When I attempted to install Debian 8 (jessie) on my laptop, I could not get a network connection, because the installer told me that it was missing the required firmware files for my network interfaces:
Code:
Some of your hardware needs non-free firmware files to operate.  The firmware can be loaded from
removable media, such as a USB stick or floppy.

The missing firmware files are: iwlwifi-7260-9.ucode iwlwifi-7260-8.ucode

If you have such media available now, insert it, and continue.
Load missing firmware from removable media?
Initially, I assumed that this was just a minor issue: Instead of the wireless interface, I could use wired ethernet to get a network connection, and get the wireless interface in an operational state after installation was completed.

However, when I continued, I got another, similar message about another firmware file:
Code:
The missing firmware files are: rtl_nic/rtl8411-2.fw
That was a bigger problem: Even the wired ethernet interface required firmware files that the installer could not find.

I tried to provide the required firmware files to the installer, but it kept complaining that it could not find them.

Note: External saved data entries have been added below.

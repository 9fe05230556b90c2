use actix_web::http::StatusCode;
use actix_web::test;
use serde_json::Value;

use crate::common::read_json;
use crate::support::{create_test_app, memory_state, sqlite_state};

#[actix_web::test]
async fn reports_migration_version_for_sql_store() {
    let app = create_test_app(sqlite_state().await)
        .with_prod_routes()
        .build()
        .await;

    let req = test::TestRequest::get().uri("/health").to_request();
    let resp = test::call_service(&app, req).await;
    assert_eq!(resp.status(), StatusCode::OK);

    let body: Value = read_json(resp).await;
    assert_eq!(body["status"], "ok");
    assert_eq!(body["db"], "ok");
    assert_eq!(body["migrations"], "m20250901_000001_score_cards");
    assert_eq!(body["app_version"], env!("CARGO_PKG_VERSION"));
    assert!(body.get("db_error").is_none());
    assert!(body["time"].as_str().is_some_and(|t| !t.is_empty()));
}

#[actix_web::test]
async fn reports_memory_store() {
    let app = create_test_app(memory_state().await)
        .with_prod_routes()
        .build()
        .await;

    let req = test::TestRequest::get().uri("/health").to_request();
    let body: Value = read_json(test::call_service(&app, req).await).await;
    assert_eq!(body["status"], "ok");
    assert_eq!(body["db"], "memory");
    assert_eq!(body["migrations"], "n/a");
}
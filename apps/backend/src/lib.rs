#![deny(clippy::wildcard_imports)]
#![cfg_attr(test, allow(clippy::wildcard_imports))]

pub mod adapters;
pub mod auth;
pub mod config;
pub mod domain;
pub mod entities;
pub mod error;
pub mod errors;
pub mod extractors;
pub mod infra;
pub mod middleware;
pub mod repos;
pub mod routes;
pub mod services;
pub mod state;
pub mod web;

// Re-exports for public API
pub use auth::jwt::{mint_access_token, verify_access_token};
pub use config::db::{db_url, DbKind, DbOwner, RuntimeEnv};
pub use domain::{Hole, ScoreCard, ScoreRules, ValidationMode};
pub use error::AppError;
pub use extractors::{CurrentUser, JwtClaims, ValidatedQuery};
pub use infra::db::{bootstrap_db, connect_db};
pub use infra::state::build_state;
pub use middleware::cors::cors_middleware;
pub use middleware::request_trace::RequestTrace;
pub use middleware::structured_logger::StructuredLogger;
pub use middleware::trace_span::TraceSpan;
pub use services::ScoreService;
pub use state::app_state::AppState;
pub use state::security_config::SecurityConfig;

// Auto-initialize logging for unit tests
#[cfg(test)]
#[ctor::ctor]
fn init_test_logging() {
    backend_test_support::logging::init();
}
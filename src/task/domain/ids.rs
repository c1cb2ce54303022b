//! Identifier types for the task domain.

use crate::identifier::uuid_identifier;

uuid_identifier!(
    /// Unique identifier for a task.
    TaskId
);

uuid_identifier!(
    /// Unique identifier for a task-history entry.
    HistoryEntryId
);
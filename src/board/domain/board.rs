//! Board aggregate and validated board values.

use super::{BoardDomainError, BoardId};
use chrono::{DateTime, Utc};
use mockable::Clock;
use serde::{Deserialize, Serialize};
use std::fmt;

/// Non-empty, trimmed board title.
#[derive(Debug, Clone, PartialEq, Eq, Hash, Serialize, Deserialize)]
#[serde(transparent)]
pub struct BoardTitle(String);

impl BoardTitle {
    /// Creates a validated board title.
    ///
    /// # Errors
    ///
    /// Returns [`BoardDomainError::EmptyBoardTitle`] when the title is blank.
    pub fn new(value: impl Into<String>) -> Result<Self, BoardDomainError> {
        let raw = value.into();
        let trimmed = raw.trim();
        if trimmed.is_empty() {
            return Err(BoardDomainError::EmptyBoardTitle);
        }
        Ok(Self(trimmed.to_owned()))
    }

    /// Returns the title as `str`.
    #[must_use]
    pub fn as_str(&self) -> &str {
        &self.0
    }
}

impl fmt::Display for BoardTitle {
    fn fmt(&self, f: &mut fmt::Formatter<'_>) -> fmt::Result {
        f.write_str(&self.0)
    }
}

/// CSS color token used to render the board, such as `bg-blue-500`.
#[derive(Debug, Clone, PartialEq, Eq, Hash, Serialize, Deserialize)]
#[serde(transparent)]
pub struct BoardColor(String);

impl BoardColor {
    /// Color applied when the creator does not pick one.
    pub const DEFAULT: &'static str = "bg-blue-500";

    /// Creates a validated color token.
    ///
    /// # Errors
    ///
    /// Returns [`BoardDomainError::InvalidColor`] when the token is empty or
    /// contains whitespace.
    pub fn new(value: impl Into<String>) -> Result<Self, BoardDomainError> {
        let raw = value.into();
        let trimmed = raw.trim();
        if trimmed.is_empty() || trimmed.chars().any(char::is_whitespace) {
            return Err(BoardDomainError::InvalidColor(raw));
        }
        Ok(Self(trimmed.to_owned()))
    }

    /// Returns the color token as `str`.
    #[must_use]
    pub fn as_str(&self) -> &str {
        &self.0
    }
}

impl Default for BoardColor {
    fn default() -> Self {
        Self(Self::DEFAULT.to_owned())
    }
}

/// Board aggregate root.
#[derive(Debug, Clone, PartialEq, Eq, Serialize, Deserialize)]
pub struct Board {
    id: BoardId,
    title: BoardTitle,
    color: BoardColor,
    owner_id: String,
    created_at: DateTime<Utc>,
    updated_at: DateTime<Utc>,
}

/// Parameter object for reconstructing a persisted board.
#[derive(Debug, Clone, PartialEq, Eq)]
pub struct PersistedBoardData {
    /// Persisted board identifier.
    pub id: BoardId,
    /// Persisted title.
    pub title: BoardTitle,
    /// Persisted color token.
    pub color: BoardColor,
    /// Identity-provider id of the owner.
    pub owner_id: String,
    /// Creation timestamp.
    pub created_at: DateTime<Utc>,
    /// Latest edit timestamp.
    pub updated_at: DateTime<Utc>,
}

impl Board {
    /// Creates a new board owned by `owner_id`.
    #[must_use]
    pub fn new(
        title: BoardTitle,
        color: BoardColor,
        owner_id: impl Into<String>,
        clock: &impl Clock,
    ) -> Self {
        let timestamp = clock.utc();
        Self {
            id: BoardId::new(),
            title,
            color,
            owner_id: owner_id.into(),
            created_at: timestamp,
            updated_at: timestamp,
        }
    }

    /// Reconstructs a board from persisted storage.
    #[must_use]
    pub fn from_persisted(data: PersistedBoardData) -> Self {
        Self {
            id: data.id,
            title: data.title,
            color: data.color,
            owner_id: data.owner_id,
            created_at: data.created_at,
            updated_at: data.updated_at,
        }
    }

    /// Returns the board identifier.
    #[must_use]
    pub const fn id(&self) -> BoardId {
        self.id
    }

    /// Returns the board title.
    #[must_use]
    pub const fn title(&self) -> &BoardTitle {
        &self.title
    }

    /// Returns the board color token.
    #[must_use]
    pub const fn color(&self) -> &BoardColor {
        &self.color
    }

    /// Returns the owner identifier.
    #[must_use]
    pub fn owner_id(&self) -> &str {
        &self.owner_id
    }

    /// Returns the creation timestamp.
    #[must_use]
    pub const fn created_at(&self) -> DateTime<Utc> {
        self.created_at
    }

    /// Returns the latest edit timestamp.
    #[must_use]
    pub const fn updated_at(&self) -> DateTime<Utc> {
        self.updated_at
    }

    /// Applies a title and/or color edit.
    pub fn edit(&mut self, title: Option<BoardTitle>, color: Option<BoardColor>, clock: &impl Clock) {
        if let Some(new_title) = title {
            self.title = new_title;
        }
        if let Some(new_color) = color {
            self.color = new_color;
        }
        self.updated_at = clock.utc();
    }
}
//! Validated task field values: title, priority and reminder interval.

use super::TaskDomainError;
use chrono::TimeDelta;
use serde::{Deserialize, Serialize};
use std::fmt;

/// Non-empty, trimmed task title.
#[derive(Debug, Clone, PartialEq, Eq, Hash, Serialize, Deserialize)]
#[serde(try_from = "String", into = "String")]
pub struct TaskTitle(String);

impl TaskTitle {
    /// Creates a validated task title.
    ///
    /// # Errors
    ///
    /// Returns [`TaskDomainError::EmptyTitle`] when the title is blank.
    pub fn new(value: impl Into<String>) -> Result<Self, TaskDomainError> {
        let raw = value.into();
        let trimmed = raw.trim();
        if trimmed.is_empty() {
            return Err(TaskDomainError::EmptyTitle);
        }
        Ok(Self(trimmed.to_owned()))
    }

    /// Returns the title as `str`.
    #[must_use]
    pub fn as_str(&self) -> &str {
        &self.0
    }
}

impl TryFrom<String> for TaskTitle {
    type Error = TaskDomainError;

    fn try_from(value: String) -> Result<Self, Self::Error> {
        Self::new(value)
    }
}

impl From<TaskTitle> for String {
    fn from(value: TaskTitle) -> Self {
        value.0
    }
}

impl fmt::Display for TaskTitle {
    fn fmt(&self, f: &mut fmt::Formatter<'_>) -> fmt::Result {
        f.write_str(&self.0)
    }
}

/// Task priority.
#[derive(Debug, Clone, Copy, Default, PartialEq, Eq, Hash, Serialize, Deserialize)]
#[serde(rename_all = "snake_case")]
pub enum Priority {
    /// Low priority.
    Low,
    /// Medium priority.
    #[default]
    Medium,
    /// High priority.
    High,
}

impl Priority {
    /// All priorities, lowest first.
    pub const ALL: [Self; 3] = [Self::Low, Self::Medium, Self::High];

    /// Returns the canonical storage representation.
    #[must_use]
    pub const fn as_str(self) -> &'static str {
        match self {
            Self::Low => "low",
            Self::Medium => "medium",
            Self::High => "high",
        }
    }
}

impl TryFrom<&str> for Priority {
    type Error = TaskDomainError;

    fn try_from(value: &str) -> Result<Self, Self::Error> {
        match value.trim().to_ascii_lowercase().as_str() {
            "low" => Ok(Self::Low),
            "medium" => Ok(Self::Medium),
            "high" => Ok(Self::High),
            _ => Err(TaskDomainError::UnknownPriority(value.to_owned())),
        }
    }
}

impl fmt::Display for Priority {
    fn fmt(&self, f: &mut fmt::Formatter<'_>) -> fmt::Result {
        f.write_str(self.as_str())
    }
}

/// Recurrence period of reminder emails.
///
/// Stored and serialized as the exact strings `none`, `15 min`, `1 hour`
/// and `3 hour`.
#[derive(Debug, Clone, Copy, Default, PartialEq, Eq, Hash, Serialize, Deserialize)]
pub enum ReminderInterval {
    /// Reminders are disabled.
    #[default]
    #[serde(rename = "none")]
    None,
    /// Every fifteen minutes.
    #[serde(rename = "15 min")]
    FifteenMinutes,
    /// Every hour.
    #[serde(rename = "1 hour")]
    OneHour,
    /// Every three hours.
    #[serde(rename = "3 hour")]
    ThreeHours,
}

impl ReminderInterval {
    /// Returns the canonical storage representation.
    #[must_use]
    pub const fn as_str(self) -> &'static str {
        match self {
            Self::None => "none",
            Self::FifteenMinutes => "15 min",
            Self::OneHour => "1 hour",
            Self::ThreeHours => "3 hour",
        }
    }

    /// Returns whether reminders fire at all.
    #[must_use]
    pub const fn is_enabled(self) -> bool {
        !matches!(self, Self::None)
    }

    /// Returns the time between two reminders, or `None` when disabled.
    #[must_use]
    pub const fn offset(self) -> Option<TimeDelta> {
        match self {
            Self::None => None,
            Self::FifteenMinutes => Some(TimeDelta::minutes(15)),
            Self::OneHour => Some(TimeDelta::hours(1)),
            Self::ThreeHours => Some(TimeDelta::hours(3)),
        }
    }
}

impl TryFrom<&str> for ReminderInterval {
    type Error = TaskDomainError;

    fn try_from(value: &str) -> Result<Self, Self::Error> {
        match value.trim() {
            "none" => Ok(Self::None),
            "15 min" => Ok(Self::FifteenMinutes),
            "1 hour" => Ok(Self::OneHour),
            "3 hour" => Ok(Self::ThreeHours),
            _ => Err(TaskDomainError::UnknownReminder(value.to_owned())),
        }
    }
}

impl fmt::Display for ReminderInterval {
    fn fmt(&self, f: &mut fmt::Formatter<'_>) -> fmt::Result {
        f.write_str(self.as_str())
    }
}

It seems to me that the exact procedure to provide the firmware files to the installer, is not particularly well documented (at least, not at a place where I could find it), so quite a bit of experimentation was required for me to overcome this issue. In this post, I will explain what worked for me.

First, of course, I had to actually find the required firmware files. To that end:
  • I went to the Debian site.
  • I clicked the Debian Packages link, to continue to the Debian Packages page.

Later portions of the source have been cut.